Provided records Block Start

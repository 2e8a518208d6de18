use actix_web::{error, http::StatusCode, HttpRequest, HttpResponse};
use thiserror::Error;

use crate::models::ErrorResponse;

/// Errors surfaced by the JSON API
#[derive(Debug, Error)]
pub enum AppError {
    #[error("Listing not found: {0}")]
    NotFound(String),

    #[error("{0}")]
    BadRequest(String),

    #[error("Validation failed: {0}")]
    Validation(#[from] validator::ValidationErrors),
}

impl AppError {
    fn kind(&self) -> &'static str {
        match self {
            AppError::NotFound(_) => "not_found",
            AppError::BadRequest(_) => "bad_request",
            AppError::Validation(_) => "validation_failed",
        }
    }
}

impl error::ResponseError for AppError {
    fn status_code(&self) -> StatusCode {
        match self {
            AppError::NotFound(_) => StatusCode::NOT_FOUND,
            AppError::BadRequest(_) | AppError::Validation(_) => StatusCode::BAD_REQUEST,
        }
    }

    fn error_response(&self) -> HttpResponse {
        let status = self.status_code();
        HttpResponse::build(status).json(ErrorResponse {
            error: self.kind().to_string(),
            message: self.to_string(),
            status_code: status.as_u16(),
        })
    }
}

/// Handle query payload errors
pub fn handle_query_payload_error(err: error::QueryPayloadError, req: &HttpRequest) -> actix_web::Error {
    tracing::info!("Query payload error on {}: {}", req.path(), err);
    AppError::BadRequest(format!("Invalid query: {}", err)).into()
}

#[cfg(test)]
mod tests {
    use super::*;
    use actix_web::ResponseError;

    #[test]
    fn test_status_codes() {
        assert_eq!(AppError::NotFound("9".into()).status_code(), StatusCode::NOT_FOUND);
        assert_eq!(AppError::BadRequest("nope".into()).status_code(), StatusCode::BAD_REQUEST);
    }

    #[test]
    fn test_not_found_message() {
        let err = AppError::NotFound("42".into());
        assert_eq!(err.to_string(), "Listing not found: 42");
    }
}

Provided records Block End

• **Directions**:
Word for word, copy out the entries.

• **Solution to the problem**:
repository 2e8a518208d6de18
use actix_web::{error, http::StatusCode, HttpRequest, HttpResponse};
use thiserror::Error;

use crate::models::ErrorResponse;

/// Errors surfaced by the JSON API
#[derive(Debug, Error)]
pub enum AppError {
    #[error("Listing not found: {0}")]
    NotFound(String),

    #[error("{0}")]
    BadRequest(String),

    #[error("Validation failed: {0}")]
    Validation(#[from] validator::ValidationErrors),
}

impl AppError {
    fn kind(&self) -> &'static str {
        match self {
            AppError::NotFound(_) => "not_found",
            AppError::BadRequest(_) => "bad_request",
            AppError::Validation(_) => "validation_failed",
        }
    }
}

impl error::ResponseError for AppError {
    fn status_code(&self) -> StatusCode {
        match self {
            AppError::NotFound(_) => StatusCode::NOT_FOUND,
            AppError::BadRequest(_) | AppError::Validation(_) => StatusCode::BAD_REQUEST,
        }
    }

    fn error_response(&self) -> HttpResponse {
        let status = self.status_code();
        HttpResponse::build(status).json(ErrorResponse {
            error: self.kind().to_string(),
            message: self.to_string(),
            status_code: status.as_u16(),
        })
    }
}

/// Handle query payload errors
pub fn handle_query_payload_error(err: error::QueryPayloadError, req: &HttpRequest) -> actix_web::Error {
    tracing::info!("Query payload error on {}: {}", req.path(), err);
    AppError::BadRequest(format!("Invalid query: {}", err)).into()
}

#[cfg(test)]
mod tests {
    use super::*;
    use actix_web::ResponseError;

    #[test]
    fn test_status_codes() {
        assert_eq!(AppError::NotFound("9".into()).status_code(), StatusCode::NOT_FOUND);
        assert_eq!(AppError::BadRequest("nope".into()).status_code(), StatusCode::BAD_REQUEST);
    }

    #[test]
    fn test_not_found_message() {
        let err = AppError::NotFound("42".into());
        assert_eq!(err.to_string(), "Listing not found: 42");
    }
}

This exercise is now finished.